Biologists believe that the emergence of life requires very specific conditions. Specifically, it needs several wet-dry cycles. In other words, you need several stages of dehydration (drying) and rehydration (wetting) to concentrate molecular building blocks. These cycles, which can happen in volcanic pools that evaporate and refill this rain, can concentrate molecules and link them together into long chains like RNA.
On a sunless exomoon, the tides would be massive. As the moon moves through its orbit, the changing gravitational pull could cause the oceans to heave and recede, creating perfect wet-dry zones on any available land.
The researchers, led by David Dahlbüdding and Tommaso Grassi from the Max Plank Institute for Extraterrestrial Physics, also modelled the atmospheres of such planets. They found that these hydrogen worlds would likely be rich in ammonia, which makes water less acidic. This is exactly what you need to help RNA strands grow and stay stable.
A Numbers Game
The problem with these studies is that they show what could be possible. But you still need some conditions to be just right. In that sense, whether life really can exist on such planets becomes a game of odds. If life emerging is like winning the lottery, you need a lot of tickets to improve your odds.
This is where things really get interesting, because the number of these rogue planets is staggering.

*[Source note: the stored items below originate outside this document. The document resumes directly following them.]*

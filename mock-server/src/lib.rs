use std::{collections::BTreeMap, net::SocketAddr, sync::Arc};

use axum::{
    extract::{Path, State},
    http::{header, HeaderMap, StatusCode},
    routing::get,
    Json,
};
use serde::{Deserialize, Serialize};
use tokio::{net::TcpListener, sync::RwLock};

pub use axum::Router;

/// One entry of the `GET /items` listing.
#[derive(Clone, Debug, Serialize, Deserialize, PartialEq, Eq)]
pub struct ItemEntry {
    pub id: i64,
    pub name: String,
}

pub type Catalog = Arc<RwLock<BTreeMap<i64, String>>>;

/// Items 1 to 3, each named `Item-{id}`.
pub fn default_items() -> Vec<(i64, String)> {
    (1..=3).map(|id| (id, format!("Item-{id}"))).collect()
}

pub fn app() -> Router {
    app_with(default_items())
}

pub fn app_with(items: impl IntoIterator<Item = (i64, String)>) -> Router {
    let catalog: Catalog = Arc::new(RwLock::new(items.into_iter().collect()));
    Router::new()
        .route("/items", get(list_items))
        .route("/items/{id}", get(get_item).put(put_item))
        .with_state(catalog)
}

/// Answers `GET /items/{id}` with the request's `user-agent` header, or 400
/// when it is missing.
pub fn echo_user_agent_app() -> Router {
    Router::new().route("/items/{id}", get(echo_user_agent))
}

pub async fn run(listener: TcpListener) -> Result<(), std::io::Error> {
    axum::serve(listener, app()).await
}

/// Serve `router` on a random local port in the background and return its
/// address.
pub async fn spawn(router: Router) -> Result<SocketAddr, std::io::Error> {
    let listener = TcpListener::bind("127.0.0.1:0").await?;
    let addr = listener.local_addr()?;
    tokio::spawn(async move {
        if let Err(error) = axum::serve(listener, router).await {
            tracing::error!(%error, "mock server stopped");
        }
    });
    Ok(addr)
}

async fn list_items(State(catalog): State<Catalog>) -> Json<Vec<ItemEntry>> {
    let items = catalog.read().await;
    Json(
        items
            .iter()
            .map(|(id, name)| ItemEntry {
                id: *id,
                name: name.clone(),
            })
            .collect(),
    )
}

async fn get_item(State(catalog): State<Catalog>, Path(id): Path<i64>) -> Result<String, StatusCode> {
    let items = catalog.read().await;
    tracing::debug!(id, found = items.contains_key(&id), "get item");
    items.get(&id).cloned().ok_or(StatusCode::NOT_FOUND)
}

async fn echo_user_agent(Path(_id): Path<i64>, headers: HeaderMap) -> Result<String, StatusCode> {
    headers
        .get(header::USER_AGENT)
        .and_then(|value| value.to_str().ok())
        .map(str::to_string)
        .ok_or(StatusCode::BAD_REQUEST)
}

async fn put_item(
    State(catalog): State<Catalog>,
    Path(id): Path<i64>,
    body: String,
) -> (StatusCode, String) {
    let mut items = catalog.write().await;
    let status = match items.insert(id, body.clone()) {
        Some(_) => StatusCode::OK,
        None => StatusCode::CREATED,
    };
    tracing::debug!(id, %status, "put item");
    (status, body)
}
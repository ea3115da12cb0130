//! Both adapters against the live mock server.
//!
//! Starts the mock server on a random port and checks that the proxy-style
//! and manual clients agree: same body on success, a call failure on a
//! non-success status or an unreachable server.

use std::net::SocketAddr;

use items_core::route::Json;
use items_core::{
    declare_api, ApiClient, ClientConfig, ClientError, ErrorKind, ManualApiClient, ProxyApiClient,
    TransportHandle,
};
use mock_server::ItemEntry;

fn config(addr: SocketAddr) -> ClientConfig {
    ClientConfig::new(&format!("http://{addr}"))
}

fn clients(config: &ClientConfig) -> Vec<(&'static str, Box<dyn ApiClient>)> {
    let proxy = ProxyApiClient::new(TransportHandle::new(config).unwrap()).unwrap();
    let manual = ManualApiClient::new(TransportHandle::new(config).unwrap());
    vec![
        ("proxy", Box::new(proxy) as Box<dyn ApiClient>),
        ("manual", Box::new(manual) as Box<dyn ApiClient>),
    ]
}

/// An address nothing listens on.
fn unreachable_addr() -> SocketAddr {
    let listener = std::net::TcpListener::bind("127.0.0.1:0").unwrap();
    listener.local_addr().unwrap()
}

#[tokio::test]
async fn both_adapters_return_the_same_body() {
    let addr = mock_server::spawn(mock_server::app()).await.unwrap();

    for (label, client) in clients(&config(addr)) {
        let body = client.get_item(1).await.unwrap();
        assert_eq!(body, "Item-1", "{label}");
    }
}

#[tokio::test]
async fn body_is_returned_verbatim() {
    let body = "  multi\nline body with \"quotes\"  ";
    let addr = mock_server::spawn(mock_server::app_with([(5, body.to_string())]))
        .await
        .unwrap();

    for (label, client) in clients(&config(addr)) {
        assert_eq!(client.get_item(5).await.unwrap(), body, "{label}");
    }
}

#[tokio::test]
async fn not_found_is_a_call_failure_for_both() {
    let addr = mock_server::spawn(mock_server::app()).await.unwrap();

    for (label, client) in clients(&config(addr)) {
        let err = client.get_item(42).await.unwrap_err();
        assert!(
            matches!(err, ClientError::HttpStatus { status: 404, .. }),
            "{label}: {err:?}"
        );
        assert_eq!(err.kind(), ErrorKind::Call, "{label}");
    }
}

#[tokio::test]
async fn unreachable_server_is_a_transport_failure_for_both() {
    let addr = unreachable_addr();

    for (label, client) in clients(&config(addr)) {
        let err = client.get_item(1).await.unwrap_err();
        assert!(matches!(err, ClientError::Transport { .. }), "{label}: {err:?}");
        assert_eq!(err.kind(), ErrorKind::Call, "{label}");
    }
}

#[tokio::test]
async fn repeated_calls_are_idempotent() {
    let addr = mock_server::spawn(mock_server::app()).await.unwrap();

    for (label, client) in clients(&config(addr)) {
        let first = client.get_item(2).await.unwrap();
        let second = client.get_item(2).await.unwrap();
        assert_eq!(first, second, "{label}");
        assert_eq!(first, "Item-2", "{label}");
    }
}

#[tokio::test]
async fn base_address_path_prefix_is_preserved() {
    let router = mock_server::Router::new().nest("/api", mock_server::app());
    let addr = mock_server::spawn(router).await.unwrap();

    let config = ClientConfig::new(&format!("http://{addr}/api/"));
    for (label, client) in clients(&config) {
        assert_eq!(client.get_item(3).await.unwrap(), "Item-3", "{label}");
    }
}

declare_api! {
    /// A wider client over the same server, declared the same way as the
    /// proxy adapter's.
    struct CatalogApi {
        GET "/items" => fn list_items() -> Json<Vec<ItemEntry>>;
        GET "/items/{id}" => fn get_item(id: i64) -> String;
        PUT "/items/{id}" => fn touch_item(id: i64) -> ();
    }
}

#[tokio::test]
async fn declared_api_supports_several_routes() {
    let addr = mock_server::spawn(mock_server::app()).await.unwrap();
    let api = CatalogApi::new(TransportHandle::new(&config(addr)).unwrap()).unwrap();

    let Json(items) = api.list_items().await.unwrap();
    assert_eq!(items.len(), 3);
    assert_eq!(
        items[0],
        ItemEntry {
            id: 1,
            name: "Item-1".to_string()
        }
    );

    // PUT without a body stores an empty item.
    api.touch_item(10).await.unwrap();
    assert_eq!(api.get_item(10).await.unwrap(), "");

    let Json(items) = api.list_items().await.unwrap();
    assert_eq!(items.len(), 4);
}

#[tokio::test]
async fn json_decode_failure_is_a_call_failure() {
    declare_api! {
        struct BadJsonApi {
            GET "/items/{id}" => fn get_item(id: i64) -> Json<ItemEntry>;
        }
    }

    let addr = mock_server::spawn(mock_server::app()).await.unwrap();
    let api = BadJsonApi::new(TransportHandle::new(&config(addr)).unwrap()).unwrap();

    let err = api.get_item(1).await.unwrap_err();
    assert!(matches!(err, ClientError::Decode(_)), "{err:?}");
    assert_eq!(err.kind(), ErrorKind::Call);
}

#[tokio::test]
async fn default_headers_reach_the_server() {
    let addr = mock_server::spawn(mock_server::echo_user_agent_app()).await.unwrap();
    let config = config(addr)
        .with_header("user-agent", "items-core-tests")
        .with_header("accept", "text/plain");

    for (label, client) in clients(&config) {
        assert_eq!(client.get_item(1).await.unwrap(), "items-core-tests", "{label}");
    }
}

#[tokio::test]
async fn user_agent_from_environment_reaches_the_server() {
    let addr = mock_server::spawn(mock_server::echo_user_agent_app()).await.unwrap();
    let base = format!("http://{addr}");
    let config = ClientConfig::from_lookup(|name| match name {
        items_core::config::BASE_ADDRESS_VAR => Some(base.clone()),
        items_core::config::USER_AGENT_VAR => Some("items-demo/env".to_string()),
        _ => None,
    });

    for (label, client) in clients(&config) {
        assert_eq!(client.get_item(7).await.unwrap(), "items-demo/env", "{label}");
    }
}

Current estimates suggest there could be at least two ejected rogue planets for every single star in our galaxy. Some surveys suggest the number could even be as high as 21 rogue planets per star. In a galaxy of hundreds of billions of stars, we are talking about a trillion wandering worlds. So, there are a lot of lottery tickets.
If even a fraction of those worlds have Earth-sized moons, the total “habitable real estate” in the universe might be mostly in the dark.
Ultimately, this research could even help us understand how life emerged on Earth, the researchers conclude.
“These environments are interesting to model because they push planetary modelling into unusual regimes, but they also serve to understand the environments in which potential life precursors emerged on Earth,” Tommaso Grassi, MPE Scientist.
We tend to think life needs a star because Earth does. This study reminds us that a star may be only one way to pay the energy bill. Gravity can do it too. Pressure can help. Chemistry can conspire. A world can be severed from its sun and still, under the right conditions, hold onto warmth for billions of years.
Some of the most promising habitats in the universe may be places no dawn ever reaches.
The study is published in the journal Monthly Notices of the Royal Astronomical Society.